• _What is being asked_: Check every line in the listing below for "Requests". Copy the ones where it occurs.

• _Material for this exercise_:

________

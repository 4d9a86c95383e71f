//! The application-visible stream facade.

use ffi::RawFd;
use instance::{IoHandler, IoInstance, IoMode, StreamInstance, StreamRequest};
use io_loop::IoLoop;

use std::io;
use std::sync::Arc;

/// The contract every layered abstraction is built on. `read`/`write`
/// enqueue a single-shot request and return `false`, without consuming
/// the handler, if the stream cannot accept it; an accepted request fires
/// its handler exactly once, always asynchronously.
pub trait AsyncStream: Send + Sync + 'static {
    /// Requests up to `buf.len()` bytes. A zero-size request completes
    /// immediately (asynchronously) with success.
    fn read(&self, buf: Vec<u8>, handler: IoHandler) -> bool;

    /// Requests that `buf` be written; short writes are reported honestly
    /// through `Completion::transferred`.
    fn write(&self, buf: Vec<u8>, handler: IoHandler) -> bool;

    fn is_open(&self) -> bool;

    fn is_seekable(&self) -> bool {
        false
    }

    fn seek(&self, _pos: u64) -> bool {
        false
    }

    fn size(&self) -> u64 {
        0
    }

    /// Idempotent. Requests still queued at close time fire their handler
    /// once with the error flag set.
    fn close(&self);
}

/// A stream bound to an OS handle and serviced by an `IoLoop`.
pub struct IoStream {
    instance: Arc<StreamInstance>,
    lp: IoLoop,
}

impl IoStream {
    /// Takes ownership of `fd`, attaches it to `lp` for both directions.
    /// Construction failure is the only reportable symptom of a backend
    /// registration problem.
    pub fn new(fd: RawFd, lp: &IoLoop) -> io::Result<Arc<IoStream>> {
        IoStream::with_mode(fd, IoMode::READ | IoMode::WRITE, lp)
    }

    pub fn with_mode(fd: RawFd, mode: IoMode, lp: &IoLoop) -> io::Result<Arc<IoStream>> {
        let instance = StreamInstance::new(fd, mode)?;
        if !lp.attach_instance(instance.clone() as Arc<dyn IoInstance>) {
            return Err(io::Error::new(
                io::ErrorKind::Other,
                "failed to attach the handle to the io loop",
            ));
        }
        Ok(Arc::new(IoStream {
            instance: instance,
            lp: lp.clone(),
        }))
    }

    fn as_instance(&self) -> Arc<dyn IoInstance> {
        self.instance.clone()
    }
}

impl AsyncStream for IoStream {
    fn read(&self, buf: Vec<u8>, handler: IoHandler) -> bool {
        if !self.instance.push_read(StreamRequest::new(buf, handler)) {
            return false;
        }
        // The loop must notice the new request even if the instance was
        // idle-waiting.
        self.lp.request_order(&self.as_instance());
        true
    }

    fn write(&self, buf: Vec<u8>, handler: IoHandler) -> bool {
        if !self.instance.push_write(StreamRequest::new(buf, handler)) {
            return false;
        }
        self.lp.request_order(&self.as_instance());
        true
    }

    fn is_open(&self) -> bool {
        self.instance.state().is_open() && !self.instance.state().is_closing()
    }

    fn close(&self) {
        self.lp.close_instance(&self.as_instance());
    }
}

impl Drop for IoStream {
    fn drop(&mut self) {
        self.close();
    }
}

________

• _Output_:
    /// Requests up to `buf.len()` bytes. A zero-size request completes
    /// Requests that `buf` be written; short writes are reported honestly
    /// Idempotent. Requests still queued at close time fire their handler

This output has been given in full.